Task objective -> State only how many lines below include the word "index".

*** Input data Section Begins ***

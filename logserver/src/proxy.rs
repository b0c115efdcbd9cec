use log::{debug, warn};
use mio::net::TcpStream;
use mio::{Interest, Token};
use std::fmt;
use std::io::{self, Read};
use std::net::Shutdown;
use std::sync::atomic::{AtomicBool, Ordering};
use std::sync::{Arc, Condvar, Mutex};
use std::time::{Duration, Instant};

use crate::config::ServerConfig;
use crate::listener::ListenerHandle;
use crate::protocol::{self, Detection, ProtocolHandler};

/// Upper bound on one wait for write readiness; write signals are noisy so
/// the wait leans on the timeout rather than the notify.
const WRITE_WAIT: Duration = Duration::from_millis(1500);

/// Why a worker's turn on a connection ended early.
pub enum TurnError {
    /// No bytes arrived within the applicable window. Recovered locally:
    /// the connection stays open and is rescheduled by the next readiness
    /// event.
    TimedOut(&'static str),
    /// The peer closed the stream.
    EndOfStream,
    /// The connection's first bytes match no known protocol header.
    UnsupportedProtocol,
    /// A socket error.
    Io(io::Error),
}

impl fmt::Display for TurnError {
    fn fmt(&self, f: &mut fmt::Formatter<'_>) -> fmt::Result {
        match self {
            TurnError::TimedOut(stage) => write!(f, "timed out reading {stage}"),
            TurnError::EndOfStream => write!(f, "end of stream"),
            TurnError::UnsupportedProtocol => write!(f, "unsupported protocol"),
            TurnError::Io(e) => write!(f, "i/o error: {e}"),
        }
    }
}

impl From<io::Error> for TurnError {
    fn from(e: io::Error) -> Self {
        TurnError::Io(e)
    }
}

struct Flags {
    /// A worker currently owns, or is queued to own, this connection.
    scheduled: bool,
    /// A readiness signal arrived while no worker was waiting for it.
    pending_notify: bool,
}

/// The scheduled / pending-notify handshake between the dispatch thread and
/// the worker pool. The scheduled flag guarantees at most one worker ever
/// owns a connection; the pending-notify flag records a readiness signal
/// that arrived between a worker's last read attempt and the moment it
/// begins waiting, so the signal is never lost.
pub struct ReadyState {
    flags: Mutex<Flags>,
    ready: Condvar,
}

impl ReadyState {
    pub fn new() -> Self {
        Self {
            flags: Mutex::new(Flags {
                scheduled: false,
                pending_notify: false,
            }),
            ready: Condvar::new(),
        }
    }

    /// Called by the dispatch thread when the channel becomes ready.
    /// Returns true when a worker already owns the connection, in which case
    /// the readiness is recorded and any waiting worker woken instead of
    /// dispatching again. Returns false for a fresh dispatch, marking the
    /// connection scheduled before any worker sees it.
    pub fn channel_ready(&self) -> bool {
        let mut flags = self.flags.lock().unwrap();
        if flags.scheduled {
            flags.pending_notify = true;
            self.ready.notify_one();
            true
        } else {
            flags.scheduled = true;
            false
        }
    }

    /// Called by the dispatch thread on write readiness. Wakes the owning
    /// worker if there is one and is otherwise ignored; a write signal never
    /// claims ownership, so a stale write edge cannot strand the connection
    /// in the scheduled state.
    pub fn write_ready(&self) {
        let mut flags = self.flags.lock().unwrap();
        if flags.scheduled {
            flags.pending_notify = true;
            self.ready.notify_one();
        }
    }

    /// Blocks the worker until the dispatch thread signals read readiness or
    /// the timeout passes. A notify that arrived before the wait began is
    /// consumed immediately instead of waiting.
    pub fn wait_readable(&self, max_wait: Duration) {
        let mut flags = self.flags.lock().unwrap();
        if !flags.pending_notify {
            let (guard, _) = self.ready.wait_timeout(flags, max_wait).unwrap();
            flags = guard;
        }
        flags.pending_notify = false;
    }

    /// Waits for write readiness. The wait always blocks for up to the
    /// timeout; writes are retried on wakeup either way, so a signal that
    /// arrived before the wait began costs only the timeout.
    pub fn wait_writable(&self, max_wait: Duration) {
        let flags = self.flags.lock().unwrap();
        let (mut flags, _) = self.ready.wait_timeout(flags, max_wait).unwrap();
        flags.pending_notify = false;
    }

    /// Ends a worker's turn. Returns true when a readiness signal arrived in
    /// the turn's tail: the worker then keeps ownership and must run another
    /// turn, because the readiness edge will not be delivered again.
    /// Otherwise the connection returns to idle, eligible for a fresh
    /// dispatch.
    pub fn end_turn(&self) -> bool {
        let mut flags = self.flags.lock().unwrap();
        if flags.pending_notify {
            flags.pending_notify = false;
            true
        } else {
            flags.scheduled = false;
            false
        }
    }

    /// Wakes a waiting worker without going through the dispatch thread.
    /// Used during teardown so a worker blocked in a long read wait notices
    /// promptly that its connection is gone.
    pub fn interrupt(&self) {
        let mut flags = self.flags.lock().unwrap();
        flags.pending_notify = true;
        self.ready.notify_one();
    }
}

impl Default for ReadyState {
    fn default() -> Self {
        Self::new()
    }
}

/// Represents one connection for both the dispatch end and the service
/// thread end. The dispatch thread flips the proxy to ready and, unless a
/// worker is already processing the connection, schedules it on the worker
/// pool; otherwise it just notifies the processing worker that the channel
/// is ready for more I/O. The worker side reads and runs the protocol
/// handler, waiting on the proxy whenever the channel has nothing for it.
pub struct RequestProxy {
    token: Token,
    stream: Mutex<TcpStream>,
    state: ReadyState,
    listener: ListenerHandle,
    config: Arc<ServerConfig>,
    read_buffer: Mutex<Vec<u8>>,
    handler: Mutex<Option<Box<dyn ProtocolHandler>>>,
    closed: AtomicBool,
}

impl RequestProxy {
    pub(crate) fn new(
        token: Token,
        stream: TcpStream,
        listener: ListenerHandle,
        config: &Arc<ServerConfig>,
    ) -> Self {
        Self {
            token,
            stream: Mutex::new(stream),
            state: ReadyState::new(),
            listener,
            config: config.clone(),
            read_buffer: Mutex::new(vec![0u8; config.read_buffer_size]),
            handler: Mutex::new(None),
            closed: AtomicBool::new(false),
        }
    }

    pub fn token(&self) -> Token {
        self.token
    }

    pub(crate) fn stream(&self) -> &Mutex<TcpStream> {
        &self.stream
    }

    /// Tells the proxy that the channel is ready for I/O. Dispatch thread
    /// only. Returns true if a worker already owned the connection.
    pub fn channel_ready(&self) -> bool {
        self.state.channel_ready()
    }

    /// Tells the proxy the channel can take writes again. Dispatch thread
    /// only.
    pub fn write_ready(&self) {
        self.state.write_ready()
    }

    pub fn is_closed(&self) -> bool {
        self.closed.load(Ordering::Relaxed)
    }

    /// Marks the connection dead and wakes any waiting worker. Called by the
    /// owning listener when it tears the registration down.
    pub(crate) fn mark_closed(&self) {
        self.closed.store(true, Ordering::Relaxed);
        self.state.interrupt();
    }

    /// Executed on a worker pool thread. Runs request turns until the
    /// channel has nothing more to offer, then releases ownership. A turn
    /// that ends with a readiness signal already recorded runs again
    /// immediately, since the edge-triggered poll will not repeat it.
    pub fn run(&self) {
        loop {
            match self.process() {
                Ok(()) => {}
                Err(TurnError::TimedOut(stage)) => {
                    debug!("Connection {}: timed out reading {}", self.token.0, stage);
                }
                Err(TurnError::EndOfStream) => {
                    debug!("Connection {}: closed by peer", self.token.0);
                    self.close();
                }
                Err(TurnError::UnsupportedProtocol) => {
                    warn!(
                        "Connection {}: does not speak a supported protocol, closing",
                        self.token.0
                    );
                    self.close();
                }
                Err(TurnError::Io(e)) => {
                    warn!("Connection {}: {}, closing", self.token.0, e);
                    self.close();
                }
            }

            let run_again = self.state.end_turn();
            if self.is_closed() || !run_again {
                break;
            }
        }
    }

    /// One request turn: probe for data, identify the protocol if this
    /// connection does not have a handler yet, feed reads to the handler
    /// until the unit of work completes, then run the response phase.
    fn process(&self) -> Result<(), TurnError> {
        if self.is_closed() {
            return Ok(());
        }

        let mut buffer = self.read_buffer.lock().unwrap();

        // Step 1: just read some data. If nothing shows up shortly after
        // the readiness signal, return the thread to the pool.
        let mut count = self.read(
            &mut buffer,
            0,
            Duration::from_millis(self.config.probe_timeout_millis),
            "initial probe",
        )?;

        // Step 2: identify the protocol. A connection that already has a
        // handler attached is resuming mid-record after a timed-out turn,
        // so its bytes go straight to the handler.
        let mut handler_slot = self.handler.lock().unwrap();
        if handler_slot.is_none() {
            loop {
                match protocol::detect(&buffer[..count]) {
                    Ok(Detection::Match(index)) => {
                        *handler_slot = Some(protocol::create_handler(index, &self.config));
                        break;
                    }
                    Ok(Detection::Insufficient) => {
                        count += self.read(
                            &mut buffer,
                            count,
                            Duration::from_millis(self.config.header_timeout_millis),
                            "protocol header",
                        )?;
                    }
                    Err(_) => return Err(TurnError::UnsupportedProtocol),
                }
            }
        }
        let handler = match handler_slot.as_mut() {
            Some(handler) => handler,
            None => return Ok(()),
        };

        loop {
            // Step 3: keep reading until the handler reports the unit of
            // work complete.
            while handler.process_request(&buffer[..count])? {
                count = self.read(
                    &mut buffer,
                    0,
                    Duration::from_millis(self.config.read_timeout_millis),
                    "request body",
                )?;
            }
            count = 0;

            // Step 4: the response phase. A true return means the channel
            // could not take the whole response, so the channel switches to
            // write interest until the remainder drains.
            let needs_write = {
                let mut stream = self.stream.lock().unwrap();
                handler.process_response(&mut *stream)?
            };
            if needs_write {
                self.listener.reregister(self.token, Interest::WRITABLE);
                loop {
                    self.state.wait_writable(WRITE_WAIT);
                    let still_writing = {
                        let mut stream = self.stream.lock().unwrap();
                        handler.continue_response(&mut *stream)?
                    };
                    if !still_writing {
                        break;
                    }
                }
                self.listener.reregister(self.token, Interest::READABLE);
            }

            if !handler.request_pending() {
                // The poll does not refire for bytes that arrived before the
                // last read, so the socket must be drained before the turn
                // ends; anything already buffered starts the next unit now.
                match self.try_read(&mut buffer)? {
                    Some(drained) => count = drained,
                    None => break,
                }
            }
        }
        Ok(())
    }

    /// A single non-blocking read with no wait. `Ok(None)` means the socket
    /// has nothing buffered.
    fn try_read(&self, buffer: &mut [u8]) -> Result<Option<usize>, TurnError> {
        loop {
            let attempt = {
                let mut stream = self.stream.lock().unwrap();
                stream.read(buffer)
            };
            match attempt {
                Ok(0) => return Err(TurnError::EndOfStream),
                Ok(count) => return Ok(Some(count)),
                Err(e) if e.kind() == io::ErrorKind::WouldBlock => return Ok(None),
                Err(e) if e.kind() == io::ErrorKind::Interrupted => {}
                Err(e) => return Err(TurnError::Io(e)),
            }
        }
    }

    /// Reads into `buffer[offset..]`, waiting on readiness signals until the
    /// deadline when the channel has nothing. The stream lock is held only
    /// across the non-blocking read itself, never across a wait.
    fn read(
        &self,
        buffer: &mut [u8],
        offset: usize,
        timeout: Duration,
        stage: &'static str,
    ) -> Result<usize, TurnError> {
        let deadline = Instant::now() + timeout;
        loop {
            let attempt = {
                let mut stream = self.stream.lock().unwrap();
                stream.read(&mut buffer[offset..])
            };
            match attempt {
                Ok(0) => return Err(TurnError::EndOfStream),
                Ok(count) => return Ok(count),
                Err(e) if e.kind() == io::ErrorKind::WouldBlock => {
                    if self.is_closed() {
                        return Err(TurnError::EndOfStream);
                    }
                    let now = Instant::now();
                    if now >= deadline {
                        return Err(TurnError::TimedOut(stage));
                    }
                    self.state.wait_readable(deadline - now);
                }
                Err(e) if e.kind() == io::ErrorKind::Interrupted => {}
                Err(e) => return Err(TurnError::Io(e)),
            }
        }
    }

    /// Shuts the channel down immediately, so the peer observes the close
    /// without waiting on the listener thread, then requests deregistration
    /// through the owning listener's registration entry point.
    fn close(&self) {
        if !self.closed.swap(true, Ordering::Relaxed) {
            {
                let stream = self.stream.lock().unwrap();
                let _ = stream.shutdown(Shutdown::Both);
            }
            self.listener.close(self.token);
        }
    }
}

*** Input data Section Ends ***

Task answer -> 2